È evidente come la cybersecurity in sanità sia una priorità assoluta e strategica per un Paese e per il mondo intero. Lo è per la tutela dei cittadini, dei loro diritti e della loro salute (gli attacchi informatici possono compromettere l’operatività di ospedali e molti dispositivi, come pacemaker, pompe infusionali e ventilatori, sono connessi in rete e possono essere vulnerabili ad attacchi hacker), ma anche per la tenuta del paese e per la tutela dei mercati finanziari. Non si tratta, insomma, di una mera questione tecnica. La sicurezza informatica protegge le persone. La sfida alla cybersecurity è già sotto i nostri occhi, oggi. Ma per i partecipanti del Forum, c’è ancora scarsa consapevolezza sul tema e il primo passo da compiere è proprio di tipo culturale, per innalzare il livello di attenzione e di responsabilità di chi mette a disposizione e di chi utilizza le infrastrutture digitali e che oggi non ha solo poche competenze specifiche, ma forse anche poca consapevolezza dei rischi che comporta il furto o la dispersione dei dati sanitari.

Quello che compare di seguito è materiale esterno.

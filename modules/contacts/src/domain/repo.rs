use async_trait::async_trait;
use uuid::Uuid;

use crate::contract::model::Contact;
use crate::domain::error::DomainError;

/// Port for the domain layer: persistence operations the domain needs.
/// Object-safe and async-friendly via `async_trait`.
///
/// Duplicate phone numbers and emails must surface as the matching
/// `DomainError` variant even when the application-level existence check
/// raced another writer: the table's unique indexes are the authority.
#[async_trait]
pub trait ContactsRepository: Send + Sync {
    /// Load a contact by id.
    async fn find_by_id(&self, id: Uuid) -> Result<Option<Contact>, DomainError>;
    /// Load a contact by its (unique) phone number.
    async fn find_by_phone_number(
        &self,
        phone_number: &str,
    ) -> Result<Option<Contact>, DomainError>;
    /// All contacts in creation order.
    async fn list_all(&self) -> Result<Vec<Contact>, DomainError>;
    /// Check uniqueness by phone number, optionally ignoring one contact
    /// (the contact being updated).
    async fn phone_number_exists(
        &self,
        phone_number: &str,
        exclude: Option<Uuid>,
    ) -> Result<bool, DomainError>;
    /// Check uniqueness by email, optionally ignoring one contact.
    async fn email_exists(&self, email: &str, exclude: Option<Uuid>)
        -> Result<bool, DomainError>;
    /// Insert a fully-formed domain contact.
    ///
    /// Service computes id/timestamps/validation; repo persists.
    async fn insert(&self, contact: Contact) -> Result<(), DomainError>;
    /// Update an existing contact (by primary key in `contact.id`).
    async fn update(&self, contact: Contact) -> Result<(), DomainError>;
    /// Delete by id. Returns true if a row was deleted.
    async fn delete(&self, id: Uuid) -> Result<bool, DomainError>;
}
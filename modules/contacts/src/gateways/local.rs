use async_trait::async_trait;
use std::sync::Arc;
use uuid::Uuid;

use crate::contract::{
    client::ContactsApi,
    error::ContactsError,
    model::{CallOutcome, Contact, ContactInput},
};
use crate::domain::{error::DomainError, service::Service};

/// Local implementation of the ContactsApi trait that delegates to the domain service
pub struct ContactsLocalClient {
    service: Arc<Service>,
}

impl ContactsLocalClient {
    pub fn new(service: Arc<Service>) -> Self {
        Self { service }
    }
}

#[async_trait]
impl ContactsApi for ContactsLocalClient {
    async fn list_contacts(&self) -> anyhow::Result<Vec<Contact>> {
        self.service
            .list_contacts()
            .await
            .map_err(map_domain_error_to_anyhow)
    }

    async fn get_contact(&self, id: Uuid) -> anyhow::Result<Contact> {
        self.service
            .get_contact(id)
            .await
            .map_err(map_domain_error_to_anyhow)
    }

    async fn create_contact(&self, input: ContactInput) -> anyhow::Result<Contact> {
        self.service
            .create_contact(input)
            .await
            .map_err(map_domain_error_to_anyhow)
    }

    async fn update_contact(&self, id: Uuid, input: ContactInput) -> anyhow::Result<Contact> {
        self.service
            .update_contact(id, input)
            .await
            .map_err(map_domain_error_to_anyhow)
    }

    async fn delete_contact(&self, id: Uuid) -> anyhow::Result<()> {
        self.service
            .delete_contact(id)
            .await
            .map_err(map_domain_error_to_anyhow)
    }

    async fn simulate_call(&self, id: Uuid) -> anyhow::Result<CallOutcome> {
        self.service
            .simulate_call(id)
            .await
            .map_err(map_domain_error_to_anyhow)
    }
}

/// Map domain errors to contract errors wrapped in anyhow
fn map_domain_error_to_anyhow(domain_error: DomainError) -> anyhow::Error {
    let contract_error = match &domain_error {
        DomainError::ContactNotFound { id } => ContactsError::not_found(*id),
        DomainError::PhoneNumberExists { phone_number } => {
            ContactsError::phone_number_taken(phone_number.clone())
        }
        DomainError::EmailExists { email } => ContactsError::email_taken(email.clone()),
        DomainError::EmptyName
        | DomainError::NameTooLong { .. }
        | DomainError::EmptyPhoneNumber
        | DomainError::EmptyEmail
        | DomainError::InvalidEmail { .. }
        | DomainError::EmailTooLong { .. } => {
            ContactsError::validation(domain_error.to_string())
        }
        DomainError::Database { .. } => ContactsError::internal(),
    };

    anyhow::Error::new(contract_error)
}
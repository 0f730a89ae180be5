use thiserror::Error;
use uuid::Uuid;

/// Domain-specific errors using thiserror
#[derive(Error, Debug)]
pub enum DomainError {
    #[error("Contact not found: {id}")]
    ContactNotFound { id: Uuid },

    #[error("Contact with phone number '{phone_number}' already exists")]
    PhoneNumberExists { phone_number: String },

    #[error("Contact with email '{email}' already exists")]
    EmailExists { email: String },

    #[error("Name is required")]
    EmptyName,

    #[error("Name too long: {len} characters (max: {max})")]
    NameTooLong { len: usize, max: usize },

    #[error("Phone number is required")]
    EmptyPhoneNumber,

    #[error("Email is required")]
    EmptyEmail,

    #[error("Invalid email format: '{email}'")]
    InvalidEmail { email: String },

    #[error("Email too long: {len} characters (max: {max})")]
    EmailTooLong { len: usize, max: usize },

    #[error("Database error: {message}")]
    Database { message: String },
}

impl DomainError {
    pub fn contact_not_found(id: Uuid) -> Self {
        Self::ContactNotFound { id }
    }

    pub fn phone_number_exists(phone_number: impl Into<String>) -> Self {
        Self::PhoneNumberExists {
            phone_number: phone_number.into(),
        }
    }

    pub fn email_exists(email: impl Into<String>) -> Self {
        Self::EmailExists {
            email: email.into(),
        }
    }

    pub fn invalid_email(email: impl Into<String>) -> Self {
        Self::InvalidEmail {
            email: email.into(),
        }
    }

    pub fn database(message: impl Into<String>) -> Self {
        Self::Database {
            message: message.into(),
        }
    }
}
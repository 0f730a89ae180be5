// === PUBLIC CONTRACT ===
// Only the contract module should be public for other crates to consume
pub mod contract;

// Re-export the public contract components
pub use contract::{client, error, model};

// === INTERNAL MODULES ===
// WARNING: These modules are internal implementation details!
// They are exposed only for comprehensive testing and the server binary.
// Only use the `contract` module for stable public APIs.
#[doc(hidden)]
pub mod api;
#[doc(hidden)]
pub mod domain;
#[doc(hidden)]
pub mod gateways;
#[doc(hidden)]
pub mod infra;
#[doc(hidden)]
pub mod ui;
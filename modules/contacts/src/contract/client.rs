use async_trait::async_trait;
use uuid::Uuid;

use crate::contract::model::{CallOutcome, Contact, ContactInput};

/// Public API trait for the contacts module that frontends and tooling can use
#[async_trait]
pub trait ContactsApi: Send + Sync {
    /// List all contacts
    async fn list_contacts(&self) -> anyhow::Result<Vec<Contact>>;

    /// Get a contact by ID
    async fn get_contact(&self, id: Uuid) -> anyhow::Result<Contact>;

    /// Create a new contact
    async fn create_contact(&self, input: ContactInput) -> anyhow::Result<Contact>;

    /// Replace a contact's editable fields
    async fn update_contact(&self, id: Uuid, input: ContactInput) -> anyhow::Result<Contact>;

    /// Delete a contact by ID
    async fn delete_contact(&self, id: Uuid) -> anyhow::Result<()>;

    /// Simulate a call to a contact, returning the random outcome
    async fn simulate_call(&self, id: Uuid) -> anyhow::Result<CallOutcome>;
}
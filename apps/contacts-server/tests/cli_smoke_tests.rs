//! CLI smoke tests for the contacts-server binary
//!
//! These tests verify that the CLI commands work correctly, including
//! configuration validation, help output, and the contact tooling commands
//! against a real on-disk SQLite database.

use std::path::Path;
use std::process::{Command, Stdio};
use tempfile::TempDir;

/// Helper to run the contacts-server binary with given arguments
fn run_contacts_server(args: &[&str]) -> std::process::Output {
    Command::new(env!("CARGO_BIN_EXE_contacts-server"))
        .args(args)
        .stdout(Stdio::piped())
        .stderr(Stdio::piped())
        .output()
        .expect("Failed to execute contacts-server")
}

/// Write a config pointing home dir and database into `dir`.
fn write_config(dir: &Path) -> std::path::PathBuf {
    let home_dir = dir.join("home");
    let config_path = dir.join("config.yaml");

    let config_content = format!(
        r#"
server:
  home_dir: "{}"
  host: "127.0.0.1"
  port: 8080

database:
  url: "sqlite://contacts.db"

logging:
  default:
    console_level: error
    file: ""
    file_level: "off"
"#,
        home_dir.to_string_lossy().replace('\\', "/")
    );

    std::fs::write(&config_path, config_content).expect("Failed to write config file");
    config_path
}

#[test]
fn test_cli_help_command() {
    let output = run_contacts_server(&["--help"]);

    assert!(output.status.success(), "Help command should succeed");

    let stdout = String::from_utf8_lossy(&output.stdout);
    assert!(
        stdout.contains("contacts-server"),
        "Should contain binary name"
    );
    assert!(
        stdout.contains("Usage:") || stdout.contains("USAGE:"),
        "Should contain usage information"
    );
    assert!(stdout.contains("run"), "Should contain 'run' subcommand");
    assert!(
        stdout.contains("upsert"),
        "Should contain 'upsert' subcommand"
    );
    assert!(stdout.contains("read"), "Should contain 'read' subcommand");
    assert!(
        stdout.contains("delete"),
        "Should contain 'delete' subcommand"
    );
    assert!(stdout.contains("--config"), "Should mention config option");
}

#[test]
fn test_cli_version_command() {
    let output = run_contacts_server(&["--version"]);

    assert!(output.status.success(), "Version command should succeed");

    let stdout = String::from_utf8_lossy(&output.stdout);
    assert!(
        stdout.contains("contacts-server"),
        "Should contain binary name"
    );
    assert!(
        stdout.chars().any(|c| c.is_ascii_digit()),
        "Should contain version numbers"
    );
}

#[test]
fn test_cli_invalid_command() {
    let output = run_contacts_server(&["invalid-command"]);

    assert!(!output.status.success(), "Invalid command should fail");

    let stderr = String::from_utf8_lossy(&output.stderr);
    assert!(
        stderr.contains("error") || stderr.contains("invalid") || stderr.contains("unexpected"),
        "Should contain error message about invalid command"
    );
}

#[test]
fn test_cli_config_validation_missing_file() {
    let output = run_contacts_server(&["--config", "/nonexistent/config.yaml", "check"]);

    assert!(!output.status.success(), "Should fail with missing config");

    let stderr = String::from_utf8_lossy(&output.stderr);
    assert!(
        stderr.contains("Config file not found"),
        "Should mention config file issue: {}",
        stderr
    );
}

#[test]
fn test_cli_config_validation_invalid_yaml() {
    let temp_dir = TempDir::new().expect("Failed to create temp dir");
    let config_path = temp_dir.path().join("invalid.yaml");

    // Write invalid YAML
    std::fs::write(&config_path, "invalid: yaml: content: [unclosed")
        .expect("Failed to write file");

    let output = run_contacts_server(&["--config", config_path.to_str().unwrap(), "check"]);

    assert!(!output.status.success(), "Should fail with invalid YAML");
}

#[test]
fn test_cli_config_validation_valid_config() {
    let temp_dir = TempDir::new().expect("Failed to create temp dir");
    let config_path = write_config(temp_dir.path());

    let output = run_contacts_server(&["--config", config_path.to_str().unwrap(), "check"]);

    if !output.status.success() {
        eprintln!("STDERR: {}", String::from_utf8_lossy(&output.stderr));
        eprintln!("STDOUT: {}", String::from_utf8_lossy(&output.stdout));
    }

    assert!(output.status.success(), "Should succeed with valid config");

    let stdout = String::from_utf8_lossy(&output.stdout);
    assert!(
        stdout.contains("Configuration check passed"),
        "Should indicate successful validation: {}",
        stdout
    );
}

#[test]
fn test_cli_upsert_read_delete_roundtrip() {
    let temp_dir = TempDir::new().expect("Failed to create temp dir");
    let config_path = write_config(temp_dir.path());
    let config = config_path.to_str().unwrap();

    // create
    let output = run_contacts_server(&[
        "--config",
        config,
        "upsert",
        "Alice Johnson",
        "+61412345678",
        "alice@example.com",
    ]);
    assert!(
        output.status.success(),
        "upsert should succeed: {}",
        String::from_utf8_lossy(&output.stderr)
    );
    let stdout = String::from_utf8_lossy(&output.stdout);
    assert!(stdout.contains("Contact Alice Johnson created successfully!"));

    // upsert again with the same phone number updates instead
    let output = run_contacts_server(&[
        "--config",
        config,
        "upsert",
        "Alice Smith",
        "+61412345678",
        "alice.smith@example.com",
    ]);
    assert!(output.status.success());
    let stdout = String::from_utf8_lossy(&output.stdout);
    assert!(stdout.contains("Contact Alice Smith updated successfully!"));

    // read by phone number
    let output = run_contacts_server(&["--config", config, "read", "+61412345678"]);
    assert!(output.status.success());
    let stdout = String::from_utf8_lossy(&output.stdout);
    assert!(stdout.contains("Contact Details:"));
    assert!(stdout.contains("Alice Smith"));
    assert!(stdout.contains("alice.smith@example.com"));

    // delete by phone number
    let output = run_contacts_server(&["--config", config, "delete", "+61412345678"]);
    assert!(output.status.success());
    let stdout = String::from_utf8_lossy(&output.stdout);
    assert!(stdout.contains("deleted successfully!"));

    // a second read now fails with the not-found message
    let output = run_contacts_server(&["--config", config, "read", "+61412345678"]);
    assert!(!output.status.success(), "read after delete should fail");
    let stderr = String::from_utf8_lossy(&output.stderr);
    assert!(
        stderr.contains("Contact with identifier '+61412345678' not found."),
        "Should print the not-found line: {}",
        stderr
    );
}

#[test]
fn test_cli_read_unknown_identifier() {
    let temp_dir = TempDir::new().expect("Failed to create temp dir");
    let config_path = write_config(temp_dir.path());

    let output = run_contacts_server(&[
        "--config",
        config_path.to_str().unwrap(),
        "read",
        "+64210000000",
    ]);

    assert!(!output.status.success(), "Unknown identifier should fail");
    let stderr = String::from_utf8_lossy(&output.stderr);
    assert!(stderr.contains("not found"));
}

#[test]
fn test_cli_seed_and_read_by_id() {
    let temp_dir = TempDir::new().expect("Failed to create temp dir");
    let config_path = write_config(temp_dir.path());
    let config = config_path.to_str().unwrap();

    let output = run_contacts_server(&["--config", config, "seed"]);
    assert!(
        output.status.success(),
        "seed should succeed: {}",
        String::from_utf8_lossy(&output.stderr)
    );
    let stdout = String::from_utf8_lossy(&output.stdout);
    assert!(stdout.contains("3 contacts seeded successfully!"));

    // read one of the seeded contacts by phone, then again by its id
    let output = run_contacts_server(&["--config", config, "read", "+64219876543"]);
    assert!(output.status.success());
    let stdout = String::from_utf8_lossy(&output.stdout);
    assert!(stdout.contains("Bob Williams"));

    let id_line = stdout
        .lines()
        .find(|l| l.trim_start().starts_with("ID:"))
        .expect("read output should contain the id");
    let id = id_line.split_whitespace().last().unwrap();

    let output = run_contacts_server(&["--config", config, "read", id]);
    assert!(output.status.success());
    assert!(String::from_utf8_lossy(&output.stdout).contains("Bob Williams"));
}

#[test]
fn test_cli_print_config() {
    let temp_dir = TempDir::new().expect("Failed to create temp dir");
    let config_path = write_config(temp_dir.path());

    let output = run_contacts_server(&[
        "--config",
        config_path.to_str().unwrap(),
        "--print-config",
    ]);

    assert!(output.status.success());
    let stdout = String::from_utf8_lossy(&output.stdout);
    assert!(stdout.contains("server:"));
    assert!(stdout.contains("port: 8080"));
}
//! State machine backing the call-simulation dialog:
//! `Idle → Calling → Finished(outcome)`.

use uuid::Uuid;

use crate::contract::client::ContactsApi;
use crate::contract::model::CallOutcome;

#[derive(Debug, Clone, Copy, PartialEq, Eq)]
pub enum CallState {
    Idle,
    Calling,
    Finished(CallOutcome),
}

/// Dialog-scoped call workflow. Opening the dialog (or pointing it at a
/// different contact) always resets to `Idle`; a failed request reads as a
/// failed call.
#[derive(Debug)]
pub struct CallDialog {
    target: Option<Uuid>,
    state: CallState,
    error: Option<String>,
}

impl Default for CallDialog {
    fn default() -> Self {
        Self::new()
    }
}

impl CallDialog {
    pub fn new() -> Self {
        Self {
            target: None,
            state: CallState::Idle,
            error: None,
        }
    }

    /// Open the dialog for `contact_id`, discarding any previous attempt.
    pub fn open(&mut self, contact_id: Uuid) {
        self.target = Some(contact_id);
        self.state = CallState::Idle;
        self.error = None;
    }

    pub fn target(&self) -> Option<Uuid> {
        self.target
    }

    pub fn state(&self) -> CallState {
        self.state
    }

    /// The request failure message, if the last attempt did not reach the
    /// server or was rejected by it.
    pub fn error(&self) -> Option<&str> {
        self.error.as_deref()
    }

    /// Drive one attempt to its terminal state.
    pub async fn place_call(&mut self, api: &dyn ContactsApi) -> CallState {
        let Some(id) = self.target else {
            return self.state;
        };

        self.state = CallState::Calling;
        self.error = None;

        match api.simulate_call(id).await {
            Ok(outcome) => {
                self.state = CallState::Finished(outcome);
            }
            Err(e) => {
                self.error = Some(e.to_string());
                self.state = CallState::Finished(CallOutcome::Failed);
            }
        }

        self.state
    }
}

#[cfg(test)]
mod tests {
    use super::*;
    use crate::contract::model::{Contact, ContactInput};
    use anyhow::anyhow;
    use async_trait::async_trait;

    /// Stub API with a scripted simulate-call result.
    struct ScriptedApi {
        result: Result<CallOutcome, String>,
    }

    #[async_trait]
    impl ContactsApi for ScriptedApi {
        async fn list_contacts(&self) -> anyhow::Result<Vec<Contact>> {
            unimplemented!("not used by the call dialog")
        }
        async fn get_contact(&self, _id: Uuid) -> anyhow::Result<Contact> {
            unimplemented!("not used by the call dialog")
        }
        async fn create_contact(&self, _input: ContactInput) -> anyhow::Result<Contact> {
            unimplemented!("not used by the call dialog")
        }
        async fn update_contact(&self, _id: Uuid, _input: ContactInput) -> anyhow::Result<Contact> {
            unimplemented!("not used by the call dialog")
        }
        async fn delete_contact(&self, _id: Uuid) -> anyhow::Result<()> {
            unimplemented!("not used by the call dialog")
        }
        async fn simulate_call(&self, _id: Uuid) -> anyhow::Result<CallOutcome> {
            self.result.clone().map_err(|m| anyhow!(m))
        }
    }

    #[tokio::test]
    async fn successful_call_lands_in_the_reported_outcome() {
        let api = ScriptedApi {
            result: Ok(CallOutcome::Busy),
        };
        let mut dialog = CallDialog::new();
        dialog.open(Uuid::new_v4());
        assert_eq!(dialog.state(), CallState::Idle);

        let state = dialog.place_call(&api).await;
        assert_eq!(state, CallState::Finished(CallOutcome::Busy));
        assert!(dialog.error().is_none());
    }

    #[tokio::test]
    async fn request_failure_reads_as_failed_call() {
        let api = ScriptedApi {
            result: Err("Contact not found: 42".to_string()),
        };
        let mut dialog = CallDialog::new();
        dialog.open(Uuid::new_v4());

        let state = dialog.place_call(&api).await;
        assert_eq!(state, CallState::Finished(CallOutcome::Failed));
        assert_eq!(dialog.error(), Some("Contact not found: 42"));
    }

    #[tokio::test]
    async fn reopening_resets_to_idle() {
        let api = ScriptedApi {
            result: Ok(CallOutcome::Connected),
        };
        let target = Uuid::new_v4();
        let mut dialog = CallDialog::new();
        dialog.open(target);
        dialog.place_call(&api).await;
        assert_eq!(dialog.state(), CallState::Finished(CallOutcome::Connected));

        // Same contact, opened again.
        dialog.open(target);
        assert_eq!(dialog.state(), CallState::Idle);
        assert!(dialog.error().is_none());
    }

    #[tokio::test]
    async fn switching_target_resets_to_idle() {
        let api = ScriptedApi {
            result: Ok(CallOutcome::NoAnswer),
        };
        let mut dialog = CallDialog::new();
        dialog.open(Uuid::new_v4());
        dialog.place_call(&api).await;

        let other = Uuid::new_v4();
        dialog.open(other);
        assert_eq!(dialog.state(), CallState::Idle);
        assert_eq!(dialog.target(), Some(other));
    }

    #[tokio::test]
    async fn placing_a_call_with_no_target_stays_idle() {
        let api = ScriptedApi {
            result: Ok(CallOutcome::Connected),
        };
        let mut dialog = CallDialog::new();
        let state = dialog.place_call(&api).await;
        assert_eq!(state, CallState::Idle);
    }
}
use axum::{
    http::StatusCode,
    response::{IntoResponse, Response},
    Json,
};
use serde::{Deserialize, Serialize};
use std::collections::BTreeMap;

use crate::domain::error::DomainError;

/// Wire shape of an API failure: a human-readable message, plus per-field
/// messages for validation and uniqueness failures.
#[derive(Debug, Clone, Serialize, Deserialize)]
pub struct ErrorBody {
    pub message: String,
    #[serde(skip_serializing_if = "Option::is_none")]
    pub errors: Option<BTreeMap<String, Vec<String>>>,
}

/// API-boundary error carrying the HTTP status and response body.
#[derive(Debug)]
pub struct ApiError {
    pub status: StatusCode,
    pub body: ErrorBody,
}

impl ApiError {
    pub fn not_found(message: impl Into<String>) -> Self {
        Self {
            status: StatusCode::NOT_FOUND,
            body: ErrorBody {
                message: message.into(),
                errors: None,
            },
        }
    }

    pub fn validation(field: &str, message: impl Into<String>) -> Self {
        Self::with_field(StatusCode::UNPROCESSABLE_ENTITY, field, message)
    }

    pub fn conflict(field: &str, message: impl Into<String>) -> Self {
        Self::with_field(StatusCode::CONFLICT, field, message)
    }

    pub fn internal() -> Self {
        Self {
            status: StatusCode::INTERNAL_SERVER_ERROR,
            body: ErrorBody {
                message: "An internal error occurred".to_string(),
                errors: None,
            },
        }
    }

    fn with_field(status: StatusCode, field: &str, message: impl Into<String>) -> Self {
        let message = message.into();
        let mut errors = BTreeMap::new();
        errors.insert(field.to_string(), vec![message.clone()]);
        Self {
            status,
            body: ErrorBody {
                message,
                errors: Some(errors),
            },
        }
    }
}

impl IntoResponse for ApiError {
    fn into_response(self) -> Response {
        (self.status, Json(self.body)).into_response()
    }
}

/// Map domain errors to API errors
pub fn map_domain_error(e: &DomainError) -> ApiError {
    match e {
        DomainError::ContactNotFound { .. } => ApiError::not_found(e.to_string()),
        DomainError::PhoneNumberExists { .. } => ApiError::conflict("phone_number", e.to_string()),
        DomainError::EmailExists { .. } => ApiError::conflict("email", e.to_string()),
        DomainError::EmptyName | DomainError::NameTooLong { .. } => {
            ApiError::validation("name", e.to_string())
        }
        DomainError::EmptyPhoneNumber => ApiError::validation("phone_number", e.to_string()),
        DomainError::EmptyEmail
        | DomainError::InvalidEmail { .. }
        | DomainError::EmailTooLong { .. } => ApiError::validation("email", e.to_string()),
        DomainError::Database { .. } => {
            // Log the internal error details but don't expose them to the client
            tracing::error!(error = ?e, "Database error occurred");
            ApiError::internal()
        }
    }
}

Garantire la cybersecurity, secondo gli ospiti del Forum, non significa però tanto sensibilizzare e formare chi i dati li immette e li utilizza, quanto piuttosto investire in sicurezza e in competenza, implementando soluzioni di governance e policy che puntino alla cybersecurity. Un ambito così complesso, specifico e in continua evoluzione, infatti, può essere controllato solo da personale altamente specializzato e dedicato al monitoraggio e controllo. Tecnici informatici, sicuramente. In un gioco di squadra che però vede in campo anche professionisti sanitarie, manager, istituzioni e, non ultime, le aziende del farmaco.